The method chosen for the preparation of the nanoparticles was a good compromise between the high shear homogenization to produce particles in the micrometer range and the ultrasound method to reduce the microparticles to the nanometer range. For the SLNs cetyl palmitate and polysorbate 60 were added. In the case of NLCs cetyl palmitate, polysorbate 60, and the liquid lipid miglyol-812 were added (Table 1).
The lipid phase, containing cetyl palmitate, miglyol-812, the stabilizer polysorbate 60, and the lipophilic resveratrol to be encapsulated (0, 2, 5, 10, and 15 mg), was melted at 70°C, which was above the lipid’s melting point. The molten lipid was then dispersed in Milli-Q water at the same temperature by high-speed stirring in an Ultra-Turrax T25 (Janke and Kunkel IKA-Labortechnik, Staufen, Germany) followed by sonication using a Sonics and Materials Vibra-Cell™ CV18 (Newtown, CT, USA). Some parameters of the high shear homogenization and ultrasound method technique for the lipid nanoparticles production were optimized in order to establish the best conditions for the production of each type of formulation.
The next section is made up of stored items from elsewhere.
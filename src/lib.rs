//! # Revenue Lens
//!
//! `revenue_lens` ties the workspace together: it folds each fresh scrape
//! of a project's revenue into stored history, runs the forecasting
//! engine over the merged series and keeps the result in a cache until
//! it expires.
//!
//! ## Example
//!
//! ```
//! use chrono::{Duration, NaiveDate, TimeZone, Utc};
//! use revenue_lens::{ForecastConfig, MemoryStore, Observation, RevenueLens, StoreConfig};
//!
//! let mut lens = RevenueLens::new(
//!     MemoryStore::new(),
//!     ForecastConfig::default(),
//!     &StoreConfig::default(),
//! );
//!
//! let start = NaiveDate::from_ymd_opt(2025, 1, 1).unwrap();
//! let scrape: Vec<Observation> = (0..20)
//!     .map(|i| Observation::new(start + Duration::days(i), 50.0))
//!     .collect();
//!
//! let today = NaiveDate::from_ymd_opt(2025, 1, 20).unwrap();
//! let now = Utc.with_ymd_and_hms(2025, 1, 20, 9, 0, 0).unwrap();
//! let result = lens.refresh("my_app", &scrape, today, now).unwrap().unwrap();
//! assert_eq!(result.data_points, 20);
//! assert!(lens.cached("my_app", now).is_some());
//! ```

use chrono::{DateTime, NaiveDate, Utc};
use thiserror::Error;
use tracing::debug;

pub use keyword_roi;
pub use revenue_forecast::{
    calculate_forecasts, ForecastConfig, ForecastResult, Granularity, Observation,
};
pub use revenue_math;
pub use revenue_store::{JsonFileStore, MemoryStore, SeriesStore, StoreConfig, StoreError, TtlCache};

#[derive(Debug, Error)]
pub enum LensError {
    #[error("Store error: {0}")]
    Store(#[from] StoreError),
}

pub type Result<T> = std::result::Result<T, LensError>;

/// Forecasts for many projects over one history store.
#[derive(Debug)]
pub struct RevenueLens<S: SeriesStore> {
    store: S,
    cache: TtlCache<ForecastResult>,
    config: ForecastConfig,
}

impl<S: SeriesStore> RevenueLens<S> {
    /// Creates a lens over `store`, caching results for the configured TTL.
    pub fn new(store: S, config: ForecastConfig, store_config: &StoreConfig) -> Self {
        Self {
            store,
            cache: TtlCache::from_config(store_config),
            config,
        }
    }

    /// Returns the forecasting configuration.
    pub fn config(&self) -> &ForecastConfig {
        &self.config
    }

    /// Returns the underlying store.
    pub fn store(&self) -> &S {
        &self.store
    }

    /// Merges `incoming` into the project's history and forecasts over it.
    ///
    /// A forecast is cached under `project` as of `now`. `Ok(None)` means the
    /// merged history is still too short to forecast; any earlier cached
    /// result for the project is dropped in that case.
    pub fn refresh(
        &mut self,
        project: &str,
        incoming: &[Observation],
        today: NaiveDate,
        now: DateTime<Utc>,
    ) -> Result<Option<ForecastResult>> {
        let history = self.store.merge(project, incoming)?;
        let result = calculate_forecasts(&history, None, &self.config, today);

        match &result {
            Some(forecast) => {
                self.cache.insert(project, forecast.clone(), None, now);
                debug!(project, points = forecast.data_points, "cached forecast");
            }
            None => {
                self.cache.remove(project);
                debug!(project, points = history.len(), "history too short to forecast");
            }
        }
        Ok(result)
    }

    /// Returns the project's cached forecast if it has not expired.
    pub fn cached(&mut self, project: &str, now: DateTime<Utc>) -> Option<&ForecastResult> {
        self.cache.get(project, now)
    }

    /// Returns the project's stored history.
    pub fn history(&self, project: &str) -> Result<Vec<Observation>> {
        Ok(self.store.load(project)?)
    }

    /// Drops every cached forecast.
    pub fn clear_cache(&mut self) {
        self.cache.clear();
    }
}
The SLNs were stirred for 30 seconds at 12,000 rpm, followed by 5 minutes of 80% intensity sonication. The NLCs were homogenized for 2 minutes then sonicated during 15 minutes at 70% intensity.
The formulations appeared white and milky and had low viscosity. The cooling of the nanoemulsions at room temperature allowed the crystallization of the lipid and subsequent formation of the lipid nanoparticles. To assess the stability of the formulations, they were stored for 2 months at room temperature and the particle size and zeta potential were measured periodically.